第8話 忘れたくない大切なもの
?「奴隷商人の元にはいかない」
僕が自身の決心を口に出した。
青年「えっ」
その言葉に青年が驚く。
?「今も頭の中で声が聞こえるんだ――『よくも裏切ったな。よくも殺してくれたな』――って」
?「このまま、僕だけが幸せになってしまったら、この声が――僕自身が『僕』を許せない!」
?「だから、あなたの手伝いをさせてくれ」
たとえ、その行為が、ただの『自己満』による慰めで、言い訳に過ぎなかったとしても。
それでも……
?「お願いです。僕が僕を許せるように……贖罪の機会をください」
『幸せ』は僕の『心』を救ってくれない。
それだけは、分かっていたから。
?「この……僕が裏切って殺してしまった大人たち。そして、仲間だった子供たちと一緒に教わったこの殺しの技術で、人を救わせてください」
僕は青年に土下座した。
僕にはこれしかなかった。
?(他の方法じゃ駄目なんだ)
『この方法』でしか……僕は『僕』が殺してしまった『みんな』に顔向けできない。
青年「駄目だ……と言いたいところだけど、戦ってくれる仲間は多い方がいい。何より君は強い。俺が来る前に、『悪』を倒していたくらいだしね」
?(…………)
青年の言葉に少しモヤモヤした。
ブンブン。
僕は首を振って、そのモヤモヤを振り払った。
青年「それじゃ、俺たちのアジトに案内するよ。……こっちだ」
青年が踵を返す。
どうやら、今、向かっていた奴隷商人がいる場所とは、別の場所らしい。
?「…………」
僕は、手に持っていたナイフに視線を移した。
?「……みんな見ててね。僕は……みんなを殺した罪を償うから。

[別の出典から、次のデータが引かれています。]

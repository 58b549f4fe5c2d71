use crate::error::{Error, Result};
use serde::{Deserialize, Serialize};

/// A file entry as returned by the Drive `files.list` endpoint.
#[derive(Debug, Clone, Default, Serialize, Deserialize, PartialEq, Eq)]
#[serde(rename_all = "camelCase")]
pub struct DriveFile {
    pub id: Option<String>,
    pub name: Option<String>,
    pub mime_type: Option<String>,
    #[serde(default, skip_serializing_if = "Option::is_none")]
    pub thumbnail_link: Option<String>,
    #[serde(default, skip_serializing_if = "Option::is_none")]
    pub icon_link: Option<String>,
    #[serde(default, skip_serializing_if = "Option::is_none")]
    pub drive_id: Option<String>,
}

#[derive(Debug, Clone, Default, Serialize, Deserialize)]
#[serde(rename_all = "camelCase")]
pub struct DriveFileList {
    #[serde(default)]
    pub files: Vec<DriveFile>,
    #[serde(default, skip_serializing_if = "Option::is_none")]
    pub next_page_token: Option<String>,
}

#[derive(Debug, Clone, Serialize, Deserialize)]
#[serde(rename_all = "camelCase")]
pub struct DriveAudioFile {
    pub id: String,
    pub name: Option<String>,
    pub mime_type: Option<String>,
    pub thumbnail_link: Option<String>,
    pub icon_link: Option<String>,
    pub embedded_thumbnail: Option<String>,
}

#[derive(Debug, Clone, Serialize, Deserialize)]
pub struct DriveFilesResponse<T> {
    pub files: Vec<T>,
}

#[derive(Debug, Clone, Default, Deserialize)]
#[serde(rename_all = "camelCase")]
pub struct MusicSearchQuery {
    pub folder_id: Option<String>,
    pub query: Option<String>,
    pub page_size: Option<String>,
    pub page_token: Option<String>,
}

/// Validated search input handed to the Drive service.
#[derive(Debug, Clone, PartialEq, Eq)]
pub struct AudioSearch {
    pub folder_id: String,
    pub query: String,
    pub page_size: Option<u32>,
    pub page_token: Option<String>,
}

impl MusicSearchQuery {
    pub fn into_search(self) -> Result<AudioSearch> {
        let folder_id = self
            .folder_id
            .map(|v| v.trim().to_string())
            .filter(|v| !v.is_empty())
            .ok_or_else(|| {
                Error::BadRequest("folderId query parameter is required".to_string())
            })?;

        let query = self
            .query
            .map(|v| v.trim().to_string())
            .filter(|v| v.chars().count() >= 2)
            .ok_or_else(|| {
                Error::BadRequest(
                    "query parameter must be at least 2 characters long".to_string(),
                )
            })?;

        Ok(AudioSearch {
            folder_id,
            query,
            page_size: self.page_size.and_then(|v| v.trim().parse().ok()),
            page_token: self.page_token.filter(|v| !v.is_empty()),
        })
    }
}

#[cfg(test)]
mod tests {
    use super::*;

    fn query(folder: Option<&str>, text: Option<&str>) -> MusicSearchQuery {
        MusicSearchQuery {
            folder_id: folder.map(str::to_string),
            query: text.map(str::to_string),
            ..Default::default()
        }
    }

    #[test]
    fn search_requires_folder_and_query() {
        assert!(query(None, Some("rock")).into_search().is_err());
        assert!(query(Some("  "), Some("rock")).into_search().is_err());
        assert!(query(Some("f1"), Some(" a ")).into_search().is_err());
        assert!(query(Some("f1"), None).into_search().is_err());
    }

    #[test]
    fn search_trims_and_ignores_bad_page_size() {
        let mut raw = query(Some(" f1 "), Some(" ab "));
        raw.page_size = Some("many".to_string());
        raw.page_token = Some(String::new());
        let search = raw.into_search().unwrap();
        assert_eq!(search.folder_id, "f1");
        assert_eq!(search.query, "ab");
        assert_eq!(search.page_size, None);
        assert_eq!(search.page_token, None);
    }
}
use axum::{
    extract::rejection::JsonRejection,
    http::{header, StatusCode},
    response::{IntoResponse, Json},
};
use serde_json::json;
use tracing::error;

use crate::hh::HhError;

pub type Result<T> = std::result::Result<T, Error>;

#[derive(Debug, thiserror::Error)]
pub enum Error {
    #[error("Configuration error: {0}")]
    Config(String),

    #[error("Bad request: {0}")]
    BadRequest(String),

    #[error("Not found: {0}")]
    NotFound(String),

    #[error("Requested range not satisfiable (size {size})")]
    RangeNotSatisfiable { size: u64 },

    #[error("Service unavailable: {0}")]
    ServiceUnavailable(String),

    #[error("Database error: {0}")]
    Database(sqlx::Error),

    #[error("Validation error: {0}")]
    Validation(#[from] validator::ValidationErrors),

    #[error("JSON error: {0}")]
    Json(#[from] serde_json::Error),

    #[error("Invalid request body: {0}")]
    JsonRejection(#[from] JsonRejection),

    #[error(transparent)]
    Anyhow(#[from] anyhow::Error),

    #[error("HTTP error: {0}")]
    Reqwest(#[from] reqwest::Error),

    #[error(transparent)]
    Hh(#[from] HhError),

    #[error("Drive API error {status}: {message}")]
    Drive { status: u16, message: String },

    #[error("Drive auth error: {0}")]
    DriveAuth(#[from] gcp_auth::Error),

    #[error("Internal error: {0}")]
    Internal(String),

    #[error("IO error: {0}")]
    Io(#[from] std::io::Error),
}

impl IntoResponse for Error {
    fn into_response(self) -> axum::response::Response {
        let (status, error_message) = match self {
            Error::BadRequest(msg) => (StatusCode::BAD_REQUEST, msg),
            Error::NotFound(msg) => (StatusCode::NOT_FOUND, msg),
            Error::RangeNotSatisfiable { size } => {
                let body = Json(json!({ "error": "Requested range not satisfiable" }));
                return (
                    StatusCode::RANGE_NOT_SATISFIABLE,
                    [(header::CONTENT_RANGE, format!("bytes */{}", size))],
                    body,
                )
                    .into_response();
            }
            Error::ServiceUnavailable(msg) => (StatusCode::SERVICE_UNAVAILABLE, msg),
            Error::Validation(err) => (StatusCode::BAD_REQUEST, err.to_string()),
            Error::Database(err) => {
                error!("Database error: {}", err);
                (
                    StatusCode::INTERNAL_SERVER_ERROR,
                    "Database error".to_string(),
                )
            }
            Error::Json(err) => (StatusCode::BAD_REQUEST, err.to_string()),
            Error::JsonRejection(err) => (StatusCode::BAD_REQUEST, err.body_text()),
            Error::Reqwest(err) => (StatusCode::BAD_GATEWAY, format!("External service error: {}", err)),
            Error::Hh(err) => {
                let body = Json(json!({
                    "error": err.to_string(),
                    "status": err.status(),
                    "details": err.api_error(),
                }));
                return (StatusCode::BAD_GATEWAY, body).into_response();
            }
            Error::Drive { status, message } if status == StatusCode::NOT_FOUND.as_u16() => {
                (StatusCode::NOT_FOUND, message)
            }
            Error::Drive { message, .. } => (StatusCode::BAD_GATEWAY, message),
            Error::DriveAuth(err) => (StatusCode::BAD_GATEWAY, format!("Drive auth error: {}", err)),
            Error::Internal(msg) => {
                error!("Internal error: {}", msg);
                (StatusCode::INTERNAL_SERVER_ERROR, msg)
            }
            Error::Io(err) if err.kind() == std::io::ErrorKind::NotFound => {
                (StatusCode::NOT_FOUND, "Resource not found".to_string())
            }
            Error::Io(err) => {
                error!("IO error: {}", err);
                (StatusCode::INTERNAL_SERVER_ERROR, err.to_string())
            }
            Error::Anyhow(err) => (StatusCode::BAD_REQUEST, err.to_string()),
            Error::Config(_) => (
                StatusCode::INTERNAL_SERVER_ERROR,
                "An unexpected error occurred".to_string(),
            ),
        };

        let body = Json(json!({ "error": error_message }));
        (status, body).into_response()
    }
}

impl From<sqlx::Error> for Error {
    fn from(err: sqlx::Error) -> Self {
        match err {
            sqlx::Error::RowNotFound => Error::NotFound("Resource not found".to_string()),
            other => Error::Database(other),
        }
    }
}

だから、一緒にいて……」
僕の目から涙が溢れ出した。
自分で殺したくせに、それでもみんなと一緒にいたかった。
『ああ、見ているよ』
『私たちは絶対に許さない』
『お前が一人が「幸せ」になるなんて、絶対に』
……うん。
僕は絶対に幸せになんかならないよ。
?「だから……この暗殺技術で、他の人を幸せにできるよう頑張るよ」
これまでは、悪人の願いを叶えるために……お金の対価として、善人を殺してきた。
これからは、善人を幸せにするために……悪人を殺す。
?「そこには、なんの違いもない。どちらも、『赤の他人』だ」
どうせ、殺すなら迷惑がかからない相手を。
僕より辛い目に合っていい『悪』を殺す。
全ては……僕が人殺しを忘れないために。